What to work on » What follows is a set of records; copy all of it exactly.

Records supplied »
//! Plain text and images into PDF

use std::path::Path;
use std::str::FromStr;
use std::sync::Arc;

use lopdf::Document;
use tracing::info;

use crate::color::Rgb;
use crate::error::{Error, Result};
use crate::layout::PageSize;
use crate::pdf::fonts::{FontBook, FontWeight};
use crate::pdf::overlay::{ImageElement, OverlayComposer, OverlayElement, Position, TextElement};
use crate::pdf::raster::PreparedImage;

/// Page margin for text documents
pub const TEXT_MARGIN: f32 = 50.0;
/// Font size for text documents
pub const TEXT_FONT_SIZE: f32 = 12.0;
/// Distance between text lines
pub const TEXT_LINE_HEIGHT: f32 = 20.0;

/// What an uploaded file can be turned into a PDF from
#[derive(Debug, Clone, Copy, PartialEq, Eq)]
pub enum SourceKind {
    Text,
    Image,
}

impl SourceKind {
    /// Classify a file by its extension
    pub fn from_file_name(name: &str) -> Result<Self> {
        let ext = Path::new(name)
            .extension()
            .and_then(|e| e.to_str())
            .map(str::to_ascii_lowercase)
            .unwrap_or_default();
        match ext.as_str() {
            "txt" => Ok(SourceKind::Text),
            "png" | "jpg" | "jpeg" => Ok(SourceKind::Image),
            "html" | "htm" => Err(Error::validation("HTML to PDF conversion is not supported")),
            _ => Err(Error::validation(format!(
                "Cannot convert '{name}' to PDF (supported: txt, png, jpg, jpeg)"
            ))),
        }
    }
}

/// The `source_format` names used by the desktop client
impl FromStr for SourceKind {
    type Err = Error;

    fn from_str(s: &str) -> Result<Self> {
        match s.trim().to_ascii_lowercase().as_str() {
            "txt" | "text" => Ok(SourceKind::Text),
            "image" => Ok(SourceKind::Image),
            "html" => Err(Error::validation("HTML to PDF conversion is not supported")),
            other => Err(Error::validation(format!(
                "Unsupported source format '{other}' (expected txt or image)"
            ))),
        }
    }
}

/// Lay out plain text on Letter pages with greedy word wrap.
///
/// Blank lines advance one line; every paragraph is followed by half a line.
pub fn text_to_pdf(text: &str, fonts: &FontBook) -> Result<Document> {
    let page = PageSize::LETTER;
    let max_width = page.width - 2.0 * TEXT_MARGIN;
    let bottom = page.height - TEXT_MARGIN;
    let measure = |s: &str| fonts.string_width(FontWeight::Regular, s, TEXT_FONT_SIZE);

    let mut pages: Vec<Vec<OverlayElement>> = vec![Vec::new()];
    let mut y = TEXT_MARGIN;

    for paragraph in text.lines() {
        if paragraph.trim().is_empty() {
            y += TEXT_LINE_HEIGHT;
            continue;
        }
        for line in wrap(paragraph, max_width, &measure) {
            if y + TEXT_LINE_HEIGHT > bottom {
                pages.push(Vec::new());
                y = TEXT_MARGIN;
            }
            if let Some(current) = pages.last_mut() {
                current.push(text_line(line, y));
            }
            y += TEXT_LINE_HEIGHT;
        }
        y += TEXT_LINE_HEIGHT / 2.0;
    }

    let mut composer = OverlayComposer::new(fonts);
    for elements in &pages {
        composer.add_page(page, elements)?;
    }
    info!("laid out text on {} pages", composer.page_count());
    composer.finish()
}

fn text_line(line: String, y: f32) -> OverlayElement {
    OverlayElement::Text(TextElement {
        position: Position::TopLeft { x: TEXT_MARGIN, y },
        text: line,
        weight: FontWeight::Regular,
        font_size: TEXT_FONT_SIZE,
        color: Rgb::BLACK,
        background: None,
        opacity: 1.0,
    })
}

/// Greedy word wrap; words wider than a line are broken by characters
fn wrap(paragraph: &str, max_width: f32, measure: &dyn Fn(&str) -> f32) -> Vec<String> {
    let mut lines = Vec::new();
    let mut current = String::new();

    for word in paragraph.split_whitespace() {
        let candidate = if current.is_empty() {
            word.to_string()
        } else {
            format!("{current} {word}")
        };
        if measure(&candidate) <= max_width {
            current = candidate;
            continue;
        }
        if !current.is_empty() {
            lines.push(std::mem::take(&mut current));
        }
        if measure(word) <= max_width {
            current = word.to_string();
            continue;
        }
        for ch in word.chars() {
            current.push(ch);
            if measure(&current) > max_width && current.chars().count() > 1 {
                current.pop();
                lines.push(std::mem::take(&mut current));
                current.push(ch);
            }
        }
    }
    if !current.is_empty() {
        lines.push(current);
    }
    lines
}

/// One page per image, each page exactly the image's pixel size
pub fn images_to_pdf<B: AsRef<[u8]>>(images: &[B], fonts: &FontBook) -> Result<Document> {
    if images.is_empty() {
        return Err(Error::validation("No images provided"));
    }

    let mut composer = OverlayComposer::new(fonts);
    for bytes in images {
        let image = PreparedImage::decode(bytes.as_ref(), 1.0, None)?;
        let (width, height) = (image.width() as f32, image.height() as f32);
        let element = OverlayElement::Image(ImageElement {
            position: Position::TopLeft { x: 0.0, y: 0.0 },
            image: Arc::new(image),
            width,
            height,
            background: None,
        });
        composer.add_page(PageSize::new(width, height), &[element])?;
    }
    info!("converted {} images to PDF", composer.page_count());
    composer.finish()
}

Solution to the exercise »
//! Plain text and images into PDF

use std::path::Path;
use std::str::FromStr;
use std::sync::Arc;

use lopdf::Document;
use tracing::info;

use crate::color::Rgb;
use crate::error::{Error, Result};
use crate::layout::PageSize;
use crate::pdf::fonts::{FontBook, FontWeight};
use crate::pdf::overlay::{ImageElement, OverlayComposer, OverlayElement, Position, TextElement};
use crate::pdf::raster::PreparedImage;

/// Page margin for text documents
pub const TEXT_MARGIN: f32 = 50.0;
/// Font size for text documents
pub const TEXT_FONT_SIZE: f32 = 12.0;
/// Distance between text lines
pub const TEXT_LINE_HEIGHT: f32 = 20.0;

/// What an uploaded file can be turned into a PDF from
#[derive(Debug, Clone, Copy, PartialEq, Eq)]
pub enum SourceKind {
    Text,
    Image,
}

impl SourceKind {
    /// Classify a file by its extension
    pub fn from_file_name(name: &str) -> Result<Self> {
        let ext = Path::new(name)
            .extension()
            .and_then(|e| e.to_str())
            .map(str::to_ascii_lowercase)
            .unwrap_or_default();
        match ext.as_str() {
            "txt" => Ok(SourceKind::Text),
            "png" | "jpg" | "jpeg" => Ok(SourceKind::Image),
            "html" | "htm" => Err(Error::validation("HTML to PDF conversion is not supported")),
            _ => Err(Error::validation(format!(
                "Cannot convert '{name}' to PDF (supported: txt, png, jpg, jpeg)"
            ))),
        }
    }
}

/// The `source_format` names used by the desktop client
impl FromStr for SourceKind {
    type Err = Error;

    fn from_str(s: &str) -> Result<Self> {
        match s.trim().to_ascii_lowercase().as_str() {
            "txt" | "text" => Ok(SourceKind::Text),
            "image" => Ok(SourceKind::Image),
            "html" => Err(Error::validation("HTML to PDF conversion is not supported")),
            other => Err(Error::validation(format!(
                "Unsupported source format '{other}' (expected txt or image)"
            ))),
        }
    }
}

/// Lay out plain text on Letter pages with greedy word wrap.
///
/// Blank lines advance one line; every paragraph is followed by half a line.
pub fn text_to_pdf(text: &str, fonts: &FontBook) -> Result<Document> {
    let page = PageSize::LETTER;
    let max_width = page.width - 2.0 * TEXT_MARGIN;
    let bottom = page.height - TEXT_MARGIN;
    let measure = |s: &str| fonts.string_width(FontWeight::Regular, s, TEXT_FONT_SIZE);

    let mut pages: Vec<Vec<OverlayElement>> = vec![Vec::new()];
    let mut y = TEXT_MARGIN;

    for paragraph in text.lines() {
        if paragraph.trim().is_empty() {
            y += TEXT_LINE_HEIGHT;
            continue;
        }
        for line in wrap(paragraph, max_width, &measure) {
            if y + TEXT_LINE_HEIGHT > bottom {
                pages.push(Vec::new());
                y = TEXT_MARGIN;
            }
            if let Some(current) = pages.last_mut() {
                current.push(text_line(line, y));
            }
            y += TEXT_LINE_HEIGHT;
        }
        y += TEXT_LINE_HEIGHT / 2.0;
    }

    let mut composer = OverlayComposer::new(fonts);
    for elements in &pages {
        composer.add_page(page, elements)?;
    }
    info!("laid out text on {} pages", composer.page_count());
    composer.finish()
}

fn text_line(line: String, y: f32) -> OverlayElement {
    OverlayElement::Text(TextElement {
        position: Position::TopLeft { x: TEXT_MARGIN, y },
        text: line,
        weight: FontWeight::Regular,
        font_size: TEXT_FONT_SIZE,
        color: Rgb::BLACK,
        background: None,
        opacity: 1.0,
    })
}

/// Greedy word wrap; words wider than a line are broken by characters
fn wrap(paragraph: &str, max_width: f32, measure: &dyn Fn(&str) -> f32) -> Vec<String> {
    let mut lines = Vec::new();
    let mut current = String::new();

    for word in paragraph.split_whitespace() {
        let candidate = if current.is_empty() {
            word.to_string()
        } else {
            format!("{current} {word}")
        };
        if measure(&candidate) <= max_width {
            current = candidate;
            continue;
        }
        if !current.is_empty() {
            lines.push(std::mem::take(&mut current));
        }
        if measure(word) <= max_width {
            current = word.to_string();
            continue;
        }
        for ch in word.chars() {
            current.push(ch);
            if measure(&current) > max_width && current.chars().count() > 1 {
                current.pop();
                lines.push(std::mem::take(&mut current));
                current.push(ch);
            }
        }
    }
    if !current.is_empty() {
        lines.push(current);
    }
    lines
}

/// One page per image, each page exactly the image's pixel size
pub fn images_to_pdf<B: AsRef<[u8]>>(images: &[B], fonts: &FontBook) -> Result<Document> {
    if images.is_empty() {
        return Err(Error::validation("No images provided"));
    }

    let mut composer = OverlayComposer::new(fonts);
    for bytes in images {
        let image = PreparedImage::decode(bytes.as_ref(), 1.0, None)?;
        let (width, height) = (image.width() as f32, image.height() as f32);
        let element = OverlayElement::Image(ImageElement {
            position: Position::TopLeft { x: 0.0, y: 0.0 },
            image: Arc::new(image),
            width,
            height,
            background: None,
        });
        composer.add_page(PageSize::new(width, height), &[element])?;
    }
    info!("converted {} images to PDF", composer.page_count());
    composer.finish()
}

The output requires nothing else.